The country is moving back toward conservatism and the Hollywood types along with their partners in the media don’t like it. They are not open to people with other opinions and it shows in the way the covered Obama.  There were so many things they could have nailed him on, but because he was a black Democrat they literally gave him a free pass—but decided to put down the gauntlet for Trump and we all see it.  Who do they think they’re kidding?  They are the cause of all the divisiveness and when we don’t go along with their media plans—and just openly accept their stupid progressivism they think we are the ones who are intolerant.   Check out the riots just this year at Berkeley.  That will tell you everything you need to know.

For instance, I typically enjoy the Star Trek movies when they come out, so I watched the last one, Star Trek: Beyond.  It was horrendously stupid—overly progressive and ridiculously political.  They were more concerned with showing gay sex and multi-cultural civilization than in telling a good story—so the movie bombed.  It was rejected at the box office just like most projects are that are overly sexualized toward a progressive direction—because the United States as a market is not liberal.  When media companies start thinking their task is to make people into a certain thing by using art to take them there—they will likely fail if that art does not represent the demographic targeted by the art.  Star Trek: Beyond might represent the gay people at a Pride parade with all their rainbows and dudes dressed in drag—but it doesn’t register with some mechanic in Wichita, Kansas who is certainly not thinking of sticking any part of himself in the ass of some hairy assed man.  The media both in the press and in entertainment failed to understand their marketplace and thought they actually had the power to move culture instead of giving culture what it wants.

That is the big distinction, the liberals in the news media think they can shape the minds of their viewers and the hard reality tells them that people will leave and seek out other objectives. I seldom watched The Five on Fox because I didn’t want to hear from Jaun Williams or Bob Beckel.   It’s nothing personal, I just don’t want to hear their liberal voices—it’s a waste of my time.  It’s not that I’m intolerant, it’s that I don’t want to hear it—and that is what the media is missing now that we are in the age of Trump.  They are making themselves less relevant day by day and they still don’t know it.  By the way they behaved at the correspondent’s dinner—they really don’t understand America at all.  They only understand the progressive culture of New York, Washington D.C. and a few cities in California—but no place else who actually watch their programming—or not, depending on choices.

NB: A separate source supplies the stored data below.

//! Regular Cartesian model grids in solver format.
//!
//! A `GridModel` supplies dust density and (optionally) temperature at cell
//! centers. With two dust species the cells are split at the sootline
//! temperature: the outer species keeps the full density below it, the inner
//! species carries the carbon-depleted density above it.
use crate::config::PipelineConfig;
use crate::error::PipelineError;
use crate::paths::WorkdirPaths;
use crate::util::write_atomic;
use anyhow::Result;
use serde::{Deserialize, Serialize};
use std::fmt::Write as _;
use std::time::Instant;

pub const AU_CM: f64 = 1.495_978_707e13;
const MSUN_G: f64 = 1.988_47e33;

/// Source of the physical fields sampled onto the grid.
pub trait GridModel {
    fn name(&self) -> &str;
    /// Dust density in g/cm^3 at a position in cm.
    fn dust_density(&self, position: [f64; 3]) -> f64;
    /// Dust temperature in K, when the model provides one.
    fn temperature(&self, position: [f64; 3]) -> Option<f64>;
}

/// Spherical Plummer envelope with a power-law temperature profile.
#[derive(Debug, Clone, PartialEq, Serialize, Deserialize)]
#[serde(deny_unknown_fields, default)]
pub struct PlummerEnvelope {
    /// Gas mass in solar masses.
    pub mass_msun: f64,
    /// Core radius in au.
    pub core_au: f64,
    pub gas_to_dust: f64,
    /// Temperature at 1 au and its radial power-law index.
    pub t_1au: f64,
    pub t_index: f64,
    pub t_floor: f64,
}

impl Default for PlummerEnvelope {
    fn default() -> Self {
        Self {
            mass_msun: 0.1,
            core_au: 50.0,
            gas_to_dust: 100.0,
            t_1au: 400.0,
            t_index: -0.4,
            t_floor: 10.0,
        }
    }
}

impl GridModel for PlummerEnvelope {
    fn name(&self) -> &str {
        "plummer"
    }

    fn dust_density(&self, position: [f64; 3]) -> f64 {
        let a = self.core_au * AU_CM;
        let r2 = position.iter().map(|c| c * c).sum::<f64>();
        let central = 3.0 * self.mass_msun * MSUN_G / (4.0 * std::f64::consts::PI * a.powi(3));
        central * (1.0 + r2 / (a * a)).powf(-2.5) / self.gas_to_dust
    }

    fn temperature(&self, position: [f64; 3]) -> Option<f64> {
        let r_au = position.iter().map(|c| c * c).sum::<f64>().sqrt() / AU_CM;
        // The central cell sits at r = 0; evaluate it at a tenth of an au.
        let r_au = r_au.max(0.1);
        Some((self.t_1au * r_au.powf(self.t_index)).max(self.t_floor))
    }
}

/// Alignment direction field written to `grainalign_dir.inp`.
#[derive(Debug, Clone, Copy, PartialEq, Eq, Serialize, Deserialize, clap::ValueEnum)]
#[serde(rename_all = "snake_case")]
pub enum VectorMorphology {
    Radial,
    Toroidal,
    Vertical,
}

impl VectorMorphology {
    fn direction(self, [x, y, z]: [f64; 3]) -> [f64; 3] {
        let v = match self {
            VectorMorphology::Radial => [x, y, z],
            VectorMorphology::Toroidal => [-y, x, 0.0],
            VectorMorphology::Vertical => [0.0, 0.0, 1.0],
        };
        let norm = v.iter().map(|c| c * c).sum::<f64>().sqrt();
        if norm > 0.0 {
            v.map(|c| c / norm)
        } else {
            [0.0, 0.0, 0.0]
        }
    }
}

/// Grid stage parameters.
#[derive(Debug, Clone, PartialEq)]
pub struct GridRequest {
    pub ncells: usize,
    /// Half-width of the cubic box in au.
    pub bbox_au: f64,
    pub temperature: bool,
    pub vector_field: Option<VectorMorphology>,
}

impl Default for GridRequest {
    fn default() -> Self {
        Self {
            ncells: 64,
            bbox_au: 200.0,
            temperature: true,
            vector_field: None,
        }
    }
}

/// Fields sampled at cell centers, x varying fastest.
#[derive(Debug, Clone)]
pub struct CartesianGrid {
    pub ncells: usize,
    pub walls: Vec<f64>,
    pub density: Vec<f64>,
    pub temperature: Option<Vec<f64>>,
}

impl CartesianGrid {
    pub fn sample(model: &dyn GridModel, request: &GridRequest) -> Result<Self> {
        let n = request.ncells;
        if n == 0 || request.bbox_au <= 0.0 {
            return Err(PipelineError::configuration(format!(
                "grid needs ncells > 0 and a positive box (got {n} cells, {} au)",
                request.bbox_au
            ))
            .into());
        }
        let half = request.bbox_au * AU_CM;
        let walls: Vec<f64> = (0..=n)
            .map(|i| -half + 2.0 * half * i as f64 / n as f64)
            .collect();
        let centers: Vec<f64> = walls.windows(2).map(|w| 0.5 * (w[0] + w[1])).collect();

        let mut density = Vec::with_capacity(n * n * n);
        let mut temperature = request.temperature.then(|| Vec::with_capacity(n * n * n));
        for &z in &centers {
            for &y in &centers {
                for &x in &centers {
                    density.push(model.dust_density([x, y, z]));
                    if let Some(temps) = temperature.as_mut() {
                        let t = model.temperature([x, y, z]).ok_or_else(|| {
                            PipelineError::configuration(format!(
                                "grid model {} has no temperature field",
                                model.name()
                            ))
                        })?;
                        temps.push(t);
                    }
                }
            }
        }
        Ok(Self {
            ncells: n,
            walls,
            density,
            temperature,
        })
    }

    fn centers(&self) -> Vec<f64> {
        self.walls.windows(2).map(|w| 0.5 * (w[0] + w[1])).collect()
    }

    pub fn grid_file(&self) -> Result<String> {
        let n = self.ncells;
        let mut out = String::from("1\n0\n1\n0\n1 1 1\n");
        writeln!(out, "{n} {n} {n}")?;
        for _axis in 0..3 {
            for wall in &self.walls {
                writeln!(out, "{wall:13.6e}")?;
            }
        }
        Ok(out)
    }

    /// Density per species; `split` carries the sootline and the retained
    /// mass fraction inside it.
    pub fn density_file(&self, split: Option<(f64, f64)>) -> Result<String> {
        let nspec = if split.is_some() { 2 } else { 1 };
        let mut out = format!("1\n{}\n{nspec}\n", self.density.len());
        match split {
            None => {
                for d in &self.density {
                    writeln!(out, "{d:13.6e}")?;
                }
            }
            Some((sootline, retained)) => {
                let temps = self.temperature.as_ref().ok_or_else(|| {
                    PipelineError::configuration(
                        "two dust species need a temperature field to place the sootline",
                    )
                })?;
                for (d, t) in self.density.iter().zip(temps) {
                    if *t < sootline {
                        writeln!(out, "{d:13.6e}")?;
                    } else {
                        out.push_str("0\n");
                    }
                }
                for (d, t) in self.density.iter().zip(temps) {
                    if *t < sootline {
                        out.push_str("0\n");
                    } else {
                        writeln!(out, "{:13.6e}", d * retained)?;
                    }
                }
            }
        }
        Ok(out)
    }

    pub fn temperature_file(&self, nspec: usize) -> Result<Option<String>> {
        let Some(temps) = self.temperature.as_ref() else {
            return Ok(None);
        };
        let mut out = format!("1\n{}\n{nspec}\n", temps.len());
        for _ in 0..nspec {
            for t in temps {
                writeln!(out, "{t:13.6e}")?;
            }
        }
        Ok(Some(out))
    }

    pub fn vector_file(&self, morphology: VectorMorphology) -> Result<String> {
        let centers = self.centers();
        let mut out = format!("1\n{}\n", self.density.len());
        for &z in &centers {
            for &y in &centers {
                for &x in &centers {
                    let [vx, vy, vz] = morphology.direction([x, y, z]);
                    writeln!(out, "{vx:13.6e} {vy:13.6e} {vz:13.6e}")?;
                }
            }
        }
        Ok(out)
    }
}

/// Sample `model` and write the grid, density, temperature and optional
/// alignment files.
pub fn write_grid(
    paths: &WorkdirPaths,
    config: &PipelineConfig,
    model: &dyn GridModel,
    request: &GridRequest,
) -> Result<CartesianGrid> {
    let start = Instant::now();
    let grid = CartesianGrid::sample(model, request)?;
    let split = (config.nspec() > 1).then(|| (config.sootline, config.sublimated_mass_fraction()));

    write_atomic(&paths.amr_grid(), grid.grid_file()?.as_bytes())?;
    write_atomic(&paths.dust_density(), grid.density_file(split)?.as_bytes())?;
    if let Some(text) = grid.temperature_file(config.nspec())? {
        write_atomic(&paths.dust_temperature(), text.as_bytes())?;
    }
    if let Some(morphology) = request.vector_field {
        write_atomic(&paths.grain_alignment(), grid.vector_file(morphology)?.as_bytes())?;
    }
    tracing::info!(
        model = model.name(),
        ncells = grid.ncells,
        nspec = config.nspec(),
        elapsed_ms = start.elapsed().as_millis(),
        "grid written"
    );
    Ok(grid)
}

#[cfg(test)]
#[path = "grid_tests.rs"]
mod tests;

Since Fox New canned O’Reilly and really Roger Ailes over the summer, I only watch Lou Dobbs and Brett Baier at 6 pm on the Fox owned networks. I caught the Tucker Carlson segment shown above while I had breakfast because the headline caught my eye.  But I don’t have time to commit to a complete show if the people in it don’t represent what I want to see.  I don’t need a lecture from a bunch of artists and leftists who will take their clothes off for anybody and smoke dope every now and then—to “open” my mind to other points of view.  I know what works and what doesn’t and that’s pretty much it.  Maybe when I was in my twenties I had things to learn.  These days, nobody knows what I do because they don’t work as hard as I do for information—so there isn’t much for them to “teach” me.  I just want the news—not some 26-year-old kid crying about fairness.  I want to see reports on what’s going on in the world and if the press has to spin it at all, I want a conservative view-point.  I don’t want to listen to liberals cry about every little particle floating around the universe.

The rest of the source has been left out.